How To Make Mary Berry Chocolate Mousse Cake

  1. Make the sponge base: Preheat your oven to 350°F (180°C / 160°C Fan). Grease an 8-inch (20cm) round springform tin and line the base with parchment paper. In a bowl, beat the butter, sugar, egg, flour, and cocoa powder together until smooth. Spoon the mixture into the prepared tin, level the top, and bake for 20-25 minutes until risen and firm. Let it cool completely in the tin.
  2. Melt the chocolate: To make the mousse, gently melt the dark chocolate and butter together in a large heatproof bowl set over a pan of barely simmering water (this is called a bain-marie). Make sure the bottom of the bowl does not touch the water. Once melted and smooth, remove from the heat and let it cool for about 10 minutes.
  3. Incorporate yolks and cream: Beat the egg yolks and sugar into the cooled chocolate mixture until well combined. In a separate bowl, whip the double cream until it holds soft peaks. Gently fold the whipped cream into the chocolate mixture using a large metal spoon, being careful not to knock out the air.
  4. Fold in the egg whites: In another spotlessly clean bowl, whisk the egg whites until they form stiff, glossy peaks. Carefully fold the egg whites into the chocolate mixture in two batches. The first batch can be mixed a bit more to loosen the chocolate, but the second should be folded very gently until just combined.
  5. Assemble and chill: Pour the finished chocolate mousse over the cooled sponge base still in the springform tin. Smooth the top with a spatula. Place the tin in the refrigerator and chill for at least 4 hours, or preferably overnight, until the mousse is firm and completely set.
  6. Decorate and serve: To serve, run a thin knife around the edge of the tin before carefully releasing the springform clip. Decorate the top with chocolate shavings or a dusting of cocoa powder, if desired.
Mary Berry Chocolate Mousse Cake​ Recipe
Mary Berry Chocolate Mousse Cake​ Recipe

Recipe Tips

  • Use Good Quality Chocolate: The flavor of this dessert is defined by the chocolate. For a deep, rich taste, use the best quality dark chocolate you can find, with at least 70% cocoa solids.
  • Gentle Folding is Key: The light, airy texture of the mousse comes from the air you whip into the cream and egg whites. To preserve this, you must fold them into the chocolate base gently. Use a large metal spoon in a slow figure-eight motion to combine the ingredients without losing volume.
  • Let the Chocolate Cool: Ensure the melted chocolate mixture has cooled to lukewarm before you add the egg yolks and whipped cream. If the chocolate is too hot, it can scramble the eggs or cause the whipped cream to melt and deflate.
  • Allow Adequate Chilling Time: Don’t be tempted to rush the chilling process. The mousse needs several hours in the refrigerator to set properly so that it holds its shape beautifully when you slice the cake. Chilling overnight is ideal.

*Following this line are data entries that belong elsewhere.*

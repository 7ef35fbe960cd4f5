//! HTTP endpoint handlers

use std::{convert::Infallible, sync::Arc};
use axum::{
    extract::{rejection::JsonRejection, State},
    http::StatusCode,
    response::{
        sse::{Event, KeepAlive, Sse},
        Json,
    },
};
use futures::stream::{self, Stream};
use tracing::{info, warn};

use crate::state::{AppState, Step, TimerState, Transport};
use super::responses::{ApiResponse, DurationRequest, HealthResponse, StatusResponse};

fn press(state: &AppState, button: Transport, message: &str) -> Json<ApiResponse> {
    let timer = state.transport(button);
    info!("{} endpoint called - {}", button.as_str(), timer.display());
    Json(ApiResponse::from_timer(message.to_string(), timer))
}

/// Handle POST /start - Start or resume the countdown
pub async fn start_handler(State(state): State<Arc<AppState>>) -> Json<ApiResponse> {
    press(&state, Transport::Start, "Countdown started")
}

/// Handle POST /pause - Pause the countdown
pub async fn pause_handler(State(state): State<Arc<AppState>>) -> Json<ApiResponse> {
    press(&state, Transport::Pause, "Countdown paused")
}

/// Handle POST /stop - Stop and reset to zero
pub async fn stop_handler(State(state): State<Arc<AppState>>) -> Json<ApiResponse> {
    press(&state, Transport::Stop, "Countdown stopped")
}

/// Handle POST /skip - Skip to zero
pub async fn skip_handler(State(state): State<Arc<AppState>>) -> Json<ApiResponse> {
    press(&state, Transport::Skip, "Countdown skipped to zero")
}

/// Handle PUT /duration - Set the configured duration
pub async fn set_duration_handler(
    State(state): State<Arc<AppState>>,
    request: Result<Json<DurationRequest>, JsonRejection>,
) -> Result<Json<ApiResponse>, (StatusCode, Json<ApiResponse>)> {
    let Json(request) = match request {
        Ok(request) => request,
        Err(rejection) => {
            warn!("Malformed duration request: {}", rejection.body_text());
            return Err((
                StatusCode::BAD_REQUEST,
                Json(ApiResponse::error(rejection.body_text(), state.timer())),
            ));
        }
    };

    match state.set_duration(request.seconds) {
        Ok(timer) => Ok(Json(ApiResponse::from_timer(
            format!("Duration set to {}s", timer.configured_duration),
            timer,
        ))),
        Err(e) => {
            warn!("Rejected duration: {}", e);
            Err((
                StatusCode::BAD_REQUEST,
                Json(ApiResponse::error(e.to_string(), state.timer())),
            ))
        }
    }
}

/// Handle POST /duration/increment - Stepper up
pub async fn increment_handler(State(state): State<Arc<AppState>>) -> Json<ApiResponse> {
    let timer = state.step_duration(Step::Up);
    Json(ApiResponse::from_timer(
        format!("Duration set to {}s", timer.configured_duration),
        timer,
    ))
}

/// Handle POST /duration/decrement - Stepper down
pub async fn decrement_handler(State(state): State<Arc<AppState>>) -> Json<ApiResponse> {
    let timer = state.step_duration(Step::Down);
    Json(ApiResponse::from_timer(
        format!("Duration set to {}s", timer.configured_duration),
        timer,
    ))
}

/// Handle GET /status - Return the time display and server metadata
pub async fn status_handler(State(state): State<Arc<AppState>>) -> Json<StatusResponse> {
    let (last_action, last_action_time) = state.get_last_action();

    Json(StatusResponse {
        timer: state.timer(),
        uptime: state.get_uptime(),
        port: state.port,
        host: state.host.clone(),
        last_action,
        last_action_time,
    })
}

/// Handle GET /events - Stream every timer change as server-sent events
///
/// The current state is sent immediately, then one `timer` event per change.
pub async fn events_handler(
    State(state): State<Arc<AppState>>,
) -> Sse<impl Stream<Item = Result<Event, Infallible>>> {
    let updates = state.subscribe();

    let events = stream::unfold((updates, true), |(mut updates, first)| async move {
        if !first {
            updates.changed().await.ok()?;
        }
        let timer = updates.borrow_and_update().clone();
        Some((Ok(timer_event(&timer)), (updates, false)))
    });

    Sse::new(events).keep_alive(KeepAlive::default())
}

fn timer_event(timer: &TimerState) -> Event {
    Event::default()
        .event("timer")
        .json_data(timer)
        .unwrap_or_else(|e| Event::default().event("error").data(e.to_string()))
}

/// Handle GET /health - Health check endpoint
pub async fn health_handler() -> Json<HealthResponse> {
    Json(HealthResponse::ok())
}
//! Utility functions module
//!
//! Formatting helpers for the time display and shutdown signal handling.

pub mod format;
pub mod signals;

// Re-export main functions
pub use format::{format_clock, format_uptime};
pub use signals::shutdown_signal;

What To Serve Chocolate Mousse Cake

This chocolate mousse cake is a rich and complete dessert that needs very little accompaniment. It is best served chilled, straight from the refrigerator. To balance the intense chocolate flavor, a tart fruit component works beautifully. Serve each slice with a few fresh raspberries or a drizzle of a sharp raspberry coulis.

How To Store Chocolate Mousse Cake Leftovers

  • Refrigerate: This cake contains fresh cream and uncooked eggs, so it must be kept refrigerated. Store any leftovers in an airtight container in the refrigerator and consume within 2 days.
  • Freeze: Freezing is not recommended for this dessert. The delicate, airy structure of the mousse can be damaged by ice crystals, causing it to become grainy or watery upon thawing. This cake is best enjoyed fresh.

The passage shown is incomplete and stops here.